[Problem description] Using the listing below, print exactly everything from the line with "HTTP User-Agent header." down to the line with "last value repeats.", both included, and nothing more.

══ Records ══

//! Port for handing admission events to the examination pipeline.

use crate::project::domain::AdmissionEvent;
use async_trait::async_trait;
use std::sync::Arc;
use thiserror::Error;

/// Result type for event publication.
pub type PublishResult<T> = Result<T, EventPublisherError>;

/// Outbound event bus contract.
#[async_trait]
pub trait EventPublisher: Send + Sync {
    /// Publishes an admission event.
    ///
    /// Returning `Ok` means the broker accepted the event.
    async fn publish(&self, event: &AdmissionEvent) -> PublishResult<()>;
}

/// Errors returned by event publishers.
#[derive(Debug, Clone, Error)]
pub enum EventPublisherError {
    /// The event could not be encoded.
    #[error("failed to encode admission event: {0}")]
    Encoding(String),

    /// The broker or transport rejected the event.
    #[error("failed to publish admission event: {0}")]
    Transport(Arc<dyn std::error::Error + Send + Sync>),
}

impl EventPublisherError {
    /// Wraps a broker or transport error.
    pub fn transport(err: impl std::error::Error + Send + Sync + 'static) -> Self {
        Self::Transport(Arc::new(err))
    }
}
//! Diesel schema for project examination persistence.

diesel::table! {
    /// Repository-bound projects and their examination state.
    projects (id) {
        /// Opaque project identifier.
        #[max_length = 64]
        id -> Varchar,
        /// Owning user identifier.
        #[max_length = 255]
        user_id -> Varchar,
        /// Provider-issued repository identifier.
        repo_id -> BigInt,
        /// Repository name in `owner/repo` format.
        #[max_length = 255]
        repo_name -> Varchar,
        /// Examination lifecycle status.
        #[max_length = 20]
        examination_status -> Varchar,
        /// Last recorded commit hash.
        #[max_length = 64]
        commit_hash -> Nullable<Varchar>,
        /// Creation timestamp.
        created_at -> Timestamptz,
        /// Last update timestamp.
        updated_at -> Timestamptz,
    }
}

diesel::table! {
    /// Git provider credentials, one per user.
    git_connections (user_id) {
        /// Owning user identifier.
        #[max_length = 255]
        user_id -> Varchar,
        /// Git provider name.
        #[max_length = 20]
        provider -> Varchar,
        /// Provider access token.
        access_token -> Text,
        /// Creation timestamp.
        created_at -> Timestamptz,
        /// Last update timestamp.
        updated_at -> Timestamptz,
    }
}
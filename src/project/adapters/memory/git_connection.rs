//! In-memory git connection lookup.

use async_trait::async_trait;
use std::collections::HashMap;
use std::sync::{Arc, RwLock};

use crate::project::{
    domain::{GitConnection, UserId},
    ports::{GitConnectionLookup, GitConnectionLookupError, GitConnectionResult},
};

/// Thread-safe in-memory git connection registry.
#[derive(Debug, Clone, Default)]
pub struct InMemoryGitConnectionLookup {
    connections: Arc<RwLock<HashMap<UserId, GitConnection>>>,
}

impl InMemoryGitConnectionLookup {
    /// Creates an empty registry.
    #[must_use]
    pub fn new() -> Self {
        Self::default()
    }

    /// Stores a connection, replacing any existing one for the same user.
    ///
    /// # Errors
    ///
    /// Returns persistence errors when lock acquisition fails.
    pub fn insert(&self, connection: GitConnection) -> GitConnectionResult<()> {
        let mut connections = self.connections.write().map_err(|err| {
            GitConnectionLookupError::persistence(std::io::Error::other(err.to_string()))
        })?;
        connections.insert(connection.user_id().clone(), connection);
        Ok(())
    }
}

#[async_trait]
impl GitConnectionLookup for InMemoryGitConnectionLookup {
    async fn find_by_user_id(
        &self,
        user_id: &UserId,
    ) -> GitConnectionResult<Option<GitConnection>> {
        let connections = self.connections.read().map_err(|err| {
            GitConnectionLookupError::persistence(std::io::Error::other(err.to_string()))
        })?;
        Ok(connections.get(user_id).cloned())
    }
}
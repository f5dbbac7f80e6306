//! In-memory adapters for every admission port.

mod git_connection;
mod inspector;
mod project_store;
mod publisher;

pub use git_connection::InMemoryGitConnectionLookup;
pub use inspector::InMemoryRepositoryInspector;
pub use project_store::InMemoryProjectStore;
pub use publisher::InMemoryEventPublisher;
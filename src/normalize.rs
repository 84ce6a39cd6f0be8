//! Filename-safe text normalization. Folds diacritics and full-width Latin, transliterates the rest,
//! then keeps only the POSIX portable filename characters (plus space).

use unicode_normalization::UnicodeNormalization;
use unicode_properties::{GeneralCategory, UnicodeGeneralCategory};

/// Normalize `input` into text that is safe to use as part of a file name.
///
/// ASCII input skips the Unicode passes. Every result is trimmed and restricted to
/// `[A-Za-z0-9._- ]`, so `normalize(normalize(x)) == normalize(x)`.
pub fn normalize(input: &str) -> String {
    let input = input.trim();
    if input.is_empty() {
        return String::new();
    }
    if input.is_ascii() {
        return portable(input);
    }

    let mut output: String = strip_nonspacing_marks(input).chars().map(fold_width).collect();
    if output.is_empty() {
        output = input.to_string();
    }

    // Vietnamese đ/Đ carry a stroke, not a combining mark.
    output = output.replace('đ', "d").replace('Đ', "D");

    if !output.is_ascii() {
        output = deunicode::deunicode(&output);
    }

    portable(&output)
}

/// NFD, drop nonspacing marks (Mn), NFC. Spacing marks (Mc) stay for transliteration.
fn strip_nonspacing_marks(s: &str) -> String {
    s.nfd()
        .filter(|c| c.general_category() != GeneralCategory::NonspacingMark)
        .nfc()
        .collect()
}

/// Full-width Latin letters to their ASCII forms.
fn fold_width(c: char) -> char {
    match c {
        '\u{FF21}'..='\u{FF3A}' | '\u{FF41}'..='\u{FF5A}' => {
            char::from_u32(c as u32 - 0xFEE0).unwrap_or(c)
        }
        _ => c,
    }
}

fn portable(s: &str) -> String {
    s.chars()
        .filter(|c| c.is_ascii_alphanumeric() || matches!(c, '-' | '_' | '.' | ' '))
        .collect::<String>()
        .trim()
        .to_string()
}
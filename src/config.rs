//! Optional config file loading. Search order: ./hakoscrape.toml, then
//! $XDG_CONFIG_HOME/hakoscrape/config.toml (or ~/.config/hakoscrape/config.toml).

use serde::Deserialize;
use std::path::{Path, PathBuf};

const LOCAL_CONFIG: &str = "hakoscrape.toml";
const APP_DIR: &str = "hakoscrape";

/// Config file contents. All fields optional; only present keys override defaults.
#[derive(Debug, Default, Deserialize)]
#[serde(rename_all = "snake_case", default, deny_unknown_fields)]
pub struct Config {
    /// Root for finished books. Paths are relative to CWD.
    pub output_dir: Option<PathBuf>,
    /// Root for the image cache.
    pub cache_dir: Option<PathBuf>,
    /// HTTP User-Agent header.
    pub user_agent: Option<String>,
    /// Request timeout in seconds.
    pub timeout_secs: Option<u64>,
    /// Minimum delay in seconds between requests.
    pub request_delay_secs: Option<u64>,
    /// Retry ceiling for chapters and images. 0 means unlimited.
    pub retries: Option<u32>,
    /// Delay in seconds before each retry (e.g. [1, 2, 4]); the last value repeats.
    pub retry_backoff_secs: Option<Vec<u64>>,
    /// Render translator notes after their paragraph (default: true).
    pub notes: Option<bool>,
    /// CSS file replacing the built-in stylesheet.
    pub stylesheet: Option<PathBuf>,
}

/// Search order: (1) ./hakoscrape.toml, (2) $XDG_CONFIG_HOME/hakoscrape/config.toml.
/// Missing file returns Ok(None). Invalid TOML or I/O error reading a present file returns Err.
pub fn load_config() -> Result<Option<Config>, String> {
    let cwd = std::env::current_dir()
        .map_err(|e| format!("Cannot determine current directory: {}", e))?;
    let mut paths = vec![cwd.join(LOCAL_CONFIG)];
    if let Some(d) = dirs::config_dir() {
        paths.push(d.join(APP_DIR).join("config.toml"));
    }
    for path in &paths {
        if path.exists() {
            return load_config_file(path).map(Some);
        }
    }
    Ok(None)
}

/// Read and parse one config file.
pub fn load_config_file(path: &Path) -> Result<Config, String> {
    let s = std::fs::read_to_string(path)
        .map_err(|e| format!("Cannot read config {}: {}", path.display(), e))?;
    toml::from_str(&s).map_err(|e| format!("Invalid config {}: {}", path.display(), e))
}
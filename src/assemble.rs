//! Per-volume book assembly: cover, chapters in order, credits, then one `.epub` per volume.
//!
//! A chapter or image that cannot be fetched is logged and left out. Only directory creation
//! and archive writing abort the run.

use crate::epub::{xml_escape, EpubBuilder, EpubError, DEFAULT_STYLESHEET};
use crate::model::{Series, Volume};
use crate::normalize::normalize;
use crate::scraper::{ChapterExtractor, Fetcher, ImageCache};
use indicatif::{ProgressBar, ProgressStyle};
use log::{info, warn};
use std::path::{Path, PathBuf};
use thiserror::Error;

const BOOK_LANGUAGE: &str = "vi";
const CREDITS_TITLE: &str = "Credits";
const CREDITS_FILE: &str = "credits.xhtml";

/// Fatal assembly errors.
#[derive(Debug, Error)]
pub enum AssembleError {
    #[error("Series {id} has no volumes; nothing to write.")]
    EmptySeries { id: String },

    #[error("Volume range {from}-{to} selects nothing: series has {count} volume(s).")]
    EmptySelection { from: usize, to: usize, count: usize },

    #[error("Cannot create directory {path}: {source}")]
    CreateDir {
        path: PathBuf,
        #[source]
        source: std::io::Error,
    },

    #[error("Failed to write {path}: {source}")]
    Write {
        path: PathBuf,
        #[source]
        source: EpubError,
    },

    #[error(transparent)]
    Epub(#[from] EpubError),
}

/// Resolved settings for one run.
#[derive(Debug, Clone)]
pub struct AssembleOptions {
    pub output_root: PathBuf,
    pub cache_root: PathBuf,
    /// The link the run was started with; used as book identifier and in the credits.
    pub link: String,
    pub render_notes: bool,
    pub stylesheet: String,
    /// 1-based inclusive volume range. `None` means all.
    pub volumes: Option<(usize, usize)>,
    /// Show a progress bar per volume.
    pub progress: bool,
}

impl Default for AssembleOptions {
    fn default() -> Self {
        Self {
            output_root: PathBuf::from("output"),
            cache_root: PathBuf::from("tmp"),
            link: String::new(),
            render_notes: true,
            stylesheet: DEFAULT_STYLESHEET.to_string(),
            volumes: None,
            progress: false,
        }
    }
}

/// Write one book per selected volume, in order. Returns the written paths.
pub fn archive_series(
    series: &Series,
    fetcher: &mut Fetcher,
    opts: &AssembleOptions,
) -> Result<Vec<PathBuf>, AssembleError> {
    let selected = selected_volumes(series, opts.volumes)?;
    let images = ImageCache::new(&opts.cache_root, series);
    create_dir(images.dir())?;

    let mut written = Vec::with_capacity(selected.len());
    for index in selected {
        written.push(assemble_volume(series, index, fetcher, &images, opts)?);
    }
    Ok(written)
}

/// 0-based indexes of the volumes to build.
pub fn selected_volumes(
    series: &Series,
    range: Option<(usize, usize)>,
) -> Result<Vec<usize>, AssembleError> {
    let count = series.volumes.len();
    if count == 0 {
        return Err(AssembleError::EmptySeries {
            id: series.id.clone(),
        });
    }
    let (from, to) = range.unwrap_or((1, count));
    let selected: Vec<usize> = (from.max(1)..=to.min(count)).map(|n| n - 1).collect();
    if selected.is_empty() {
        return Err(AssembleError::EmptySelection { from, to, count });
    }
    Ok(selected)
}

/// Build and write the book for `series.volumes[index]`.
///
/// The cover is the volume's own image; when that cannot be cached the series cover is used.
pub fn assemble_volume(
    series: &Series,
    index: usize,
    fetcher: &mut Fetcher,
    images: &ImageCache,
    opts: &AssembleOptions,
) -> Result<PathBuf, AssembleError> {
    let Some(volume) = series.volumes.get(index) else {
        return Err(AssembleError::EmptySelection {
            from: index + 1,
            to: index + 1,
            count: series.volumes.len(),
        });
    };
    info!(
        "Volume {}/{}: {} ({} chapters)",
        index + 1,
        series.volumes.len(),
        volume.title,
        volume.chapters.len()
    );

    let mut book = EpubBuilder::new(format!("{} - {}", series.title, volume.title));
    book.set_author(&series.author);
    book.set_language(BOOK_LANGUAGE);
    book.set_identifier(&opts.link);
    book.set_description(series.description.join("\n"));
    book.add_css(opts.stylesheet.as_str());

    let cover = images
        .resolve(fetcher, &mut book, &volume.cover, false)
        .or_else(|| images.resolve(fetcher, &mut book, &series.cover, false));
    match cover {
        Some(href) => book.set_cover(&href)?,
        None => warn!("Volume {}: no cover image", volume.title),
    }

    let bar = progress_bar(opts.progress, volume);
    let extractor = ChapterExtractor::new(images, opts.render_notes);
    for (j, chapter) in volume.chapters.iter().enumerate() {
        bar.set_message(chapter.title.clone());
        match extractor.extract(fetcher, &mut book, &chapter.url) {
            Some(body) => {
                book.add_section(body, chapter.title.as_str(), format!("chapter-{}.xhtml", j + 1))?
            }
            None => warn!("Chapter {} ({}) skipped", chapter.title, chapter.url),
        }
        bar.inc(1);
    }
    bar.finish_and_clear();

    book.add_section(footer_section(series, &opts.link), CREDITS_TITLE, CREDITS_FILE)?;

    let path = volume_output_path(&opts.output_root, series, index, volume);
    if let Some(parent) = path.parent() {
        create_dir(parent)?;
    }
    book.write(&path).map_err(|e| AssembleError::Write {
        path: path.clone(),
        source: e,
    })?;
    info!(
        "Wrote {} ({} of {} chapters)",
        path.display(),
        book.sections().len() - 1,
        volume.chapters.len()
    );
    Ok(path)
}

/// Credits page: series title, people, and the link the book was made from.
pub fn footer_section(series: &Series, link: &str) -> String {
    let link = xml_escape(link);
    format!(
        r#"<h2 class="chapter-header">{title}</h2><hr class="header"/><div class="reading-content"><p>Tác giả: {author} - Minh hoạ: {artist}</p><p>Dịch giả: {translator} - Nhóm dịch: {group}</p><p>Link gốc: <a href="{link}">{link}</a></p></div>"#,
        title = xml_escape(&series.title),
        author = xml_escape(&series.author),
        artist = xml_escape(&series.artist),
        translator = xml_escape(&series.translator),
        group = xml_escape(&series.group),
        link = link,
    )
}

/// `<output_root>/<id>/<id> <normalized volume title> - <index + 1>.epub`
pub fn volume_output_path(
    output_root: &Path,
    series: &Series,
    index: usize,
    volume: &Volume,
) -> PathBuf {
    output_root.join(&series.id).join(format!(
        "{} {} - {}.epub",
        series.id,
        normalize(&volume.title),
        index + 1
    ))
}

fn create_dir(path: &Path) -> Result<(), AssembleError> {
    std::fs::create_dir_all(path).map_err(|e| AssembleError::CreateDir {
        path: path.to_path_buf(),
        source: e,
    })
}

fn progress_bar(enabled: bool, volume: &Volume) -> ProgressBar {
    if !enabled {
        return ProgressBar::hidden();
    }
    let bar = ProgressBar::new(volume.chapters.len() as u64);
    let style = ProgressStyle::with_template("{prefix} [{bar:40}] {pos}/{len} {wide_msg}")
        .unwrap_or_else(|_| ProgressStyle::default_bar())
        .progress_chars("█▉▊▋▌▍▎▏ ");
    bar.set_style(style);
    bar.set_prefix(volume.title.clone());
    bar
}

#[cfg(test)]
mod tests {
    use super::*;
    use crate::model::Chapter;
    use crate::scraper::testing::*;
    use std::io::Read;
    use zip::read::ZipArchive;

    const COVER: &str = "https://i.docln.net/covers/v1.jpg";
    const CH1: &str = "https://docln.net/truyen/77-demo/c1-mo-dau";
    const CH2: &str = "https://docln.net/truyen/77-demo/c2-chuong-1";

    const CHAPTER_PAGE: &str = r#"<html><body>
<div class="title-top"><h4>Mở đầu</h4><h6>Tập 1 - <time datetime="2024-01-02T03:04:05+07:00">x</time></h6></div>
<div id="chapter-content"><p id="p1">Xin chào.</p><p>quảng cáo</p></div>
</body></html>"#;

    fn series() -> Series {
        Series {
            id: "77-demo".to_string(),
            title: "Truyện Demo".to_string(),
            cover: "https://docln.net/img/nocover.jpg".to_string(),
            description: vec!["Mô tả.".to_string()],
            author: "A & B".to_string(),
            artist: "C".to_string(),
            translator: "D".to_string(),
            group: "E".to_string(),
            volumes: vec![Volume {
                title: "Tập 1: Khởi đầu".to_string(),
                cover: COVER.to_string(),
                chapters: vec![
                    Chapter {
                        title: "Mở đầu".to_string(),
                        url: CH1.to_string(),
                    },
                    Chapter {
                        title: "Chương 1".to_string(),
                        url: CH2.to_string(),
                    },
                ],
            }],
            base_url: "https://docln.net".to_string(),
            ..Default::default()
        }
    }

    fn entry_names(path: &Path) -> Vec<String> {
        let file = std::fs::File::open(path).unwrap();
        let zip = ZipArchive::new(file).unwrap();
        zip.file_names().map(String::from).collect()
    }

    #[test]
    fn failed_chapter_is_skipped_and_credits_appended() {
        let out = tempfile::tempdir().unwrap();
        let cache = tempfile::tempdir().unwrap();
        let transport = ScriptedTransport::new()
            .route(COVER, vec![Reply::ok("jpeg")])
            .route(CH1, vec![Reply::ok(CHAPTER_PAGE)])
            .route(CH2, vec![Reply::Fail]);
        let (mut fetcher, _) = fetcher(&transport, 2);
        let opts = AssembleOptions {
            output_root: out.path().to_path_buf(),
            cache_root: cache.path().to_path_buf(),
            link: "https://docln.net/truyen/77-demo".to_string(),
            ..Default::default()
        };

        let written = archive_series(&series(), &mut fetcher, &opts).unwrap();
        assert_eq!(written.len(), 1);
        assert_eq!(
            written[0],
            out.path().join("77-demo").join("77-demo Tap 1 Khoi dau - 1.epub")
        );
        assert_eq!(transport.calls_to(CH2), 3);

        let names = entry_names(&written[0]);
        let sections: Vec<&String> = names
            .iter()
            .filter(|n| n.ends_with(".xhtml") && *n != "OEBPS/nav.xhtml" && *n != "OEBPS/cover.xhtml")
            .collect();
        assert_eq!(sections, vec!["OEBPS/chapter-1.xhtml", "OEBPS/credits.xhtml"]);
        assert!(names.iter().any(|n| n.ends_with(".jpg")));

        let file = std::fs::File::open(&written[0]).unwrap();
        let mut zip = ZipArchive::new(file).unwrap();
        let mut chapter = String::new();
        zip.by_name("OEBPS/chapter-1.xhtml")
            .unwrap()
            .read_to_string(&mut chapter)
            .unwrap();
        assert!(chapter.contains("<p>Xin chào.</p>"));
        assert!(!chapter.contains("quảng cáo"));
    }

    #[test]
    fn empty_series_writes_nothing() {
        let out = tempfile::tempdir().unwrap();
        let transport = ScriptedTransport::new();
        let (mut fetcher, _) = fetcher(&transport, 2);
        let mut s = series();
        s.volumes.clear();
        let opts = AssembleOptions {
            output_root: out.path().to_path_buf(),
            cache_root: out.path().join("tmp"),
            ..Default::default()
        };

        let result = archive_series(&s, &mut fetcher, &opts);
        assert!(matches!(result, Err(AssembleError::EmptySeries { .. })));
        assert_eq!(transport.total_calls(), 0);
        assert!(!out.path().join("77-demo").exists());
    }

    #[test]
    fn cover_falls_back_to_series_cover() {
        let out = tempfile::tempdir().unwrap();
        let transport = ScriptedTransport::new()
            .route(COVER, vec![Reply::Status(404, Vec::new())])
            .route("https://docln.net/img/nocover.jpg", vec![Reply::ok("fallback")])
            .route(CH1, vec![Reply::ok(CHAPTER_PAGE)])
            .route(CH2, vec![Reply::ok(CHAPTER_PAGE)]);
        let (mut fetcher, _) = fetcher(&transport, 2);
        let opts = AssembleOptions {
            output_root: out.path().join("output"),
            cache_root: out.path().join("tmp"),
            ..Default::default()
        };

        let written = archive_series(&series(), &mut fetcher, &opts).unwrap();
        let names = entry_names(&written[0]);
        assert!(names.contains(&"OEBPS/cover.xhtml".to_string()));
        assert!(names.contains(&"OEBPS/chapter-2.xhtml".to_string()));
        assert_eq!(transport.referer_of("https://docln.net/img/nocover.jpg"), None);
    }

    #[test]
    fn volume_selection() {
        let mut s = series();
        s.volumes.push(Volume::default());
        s.volumes.push(Volume::default());
        assert_eq!(selected_volumes(&s, None).unwrap(), vec![0, 1, 2]);
        assert_eq!(selected_volumes(&s, Some((2, 3))).unwrap(), vec![1, 2]);
        assert_eq!(selected_volumes(&s, Some((2, 9))).unwrap(), vec![1, 2]);
        assert!(matches!(
            selected_volumes(&s, Some((5, 6))),
            Err(AssembleError::EmptySelection { count: 3, .. })
        ));
    }

    #[test]
    fn output_path_uses_normalized_title_and_one_based_index() {
        let s = series();
        let path = volume_output_path(Path::new("output"), &s, 4, &s.volumes[0]);
        assert_eq!(
            path,
            PathBuf::from("output/77-demo/77-demo Tap 1 Khoi dau - 5.epub")
        );
    }

    #[test]
    fn footer_lists_credits_and_link() {
        let footer = footer_section(&series(), "https://docln.net/truyen/77-demo?a=1&b=2");
        assert!(footer.contains("<h2 class=\"chapter-header\">Truyện Demo</h2>"));
        assert!(footer.contains("Tác giả: A &amp; B - Minh hoạ: C"));
        assert!(footer.contains("Dịch giả: D - Nhóm dịch: E"));
        assert!(footer.contains(
            r#"<a href="https://docln.net/truyen/77-demo?a=1&amp;b=2">https://docln.net/truyen/77-demo?a=1&amp;b=2</a>"#
        ));
    }
}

═══

[Completed exercise]
    /// HTTP User-Agent header.
    pub user_agent: Option<String>,
    /// Request timeout in seconds.
    pub timeout_secs: Option<u64>,
    /// Minimum delay in seconds between requests.
    pub request_delay_secs: Option<u64>,
    /// Retry ceiling for chapters and images. 0 means unlimited.
    pub retries: Option<u32>,
    /// Delay in seconds before each retry (e.g. [1, 2, 4]); the last value repeats.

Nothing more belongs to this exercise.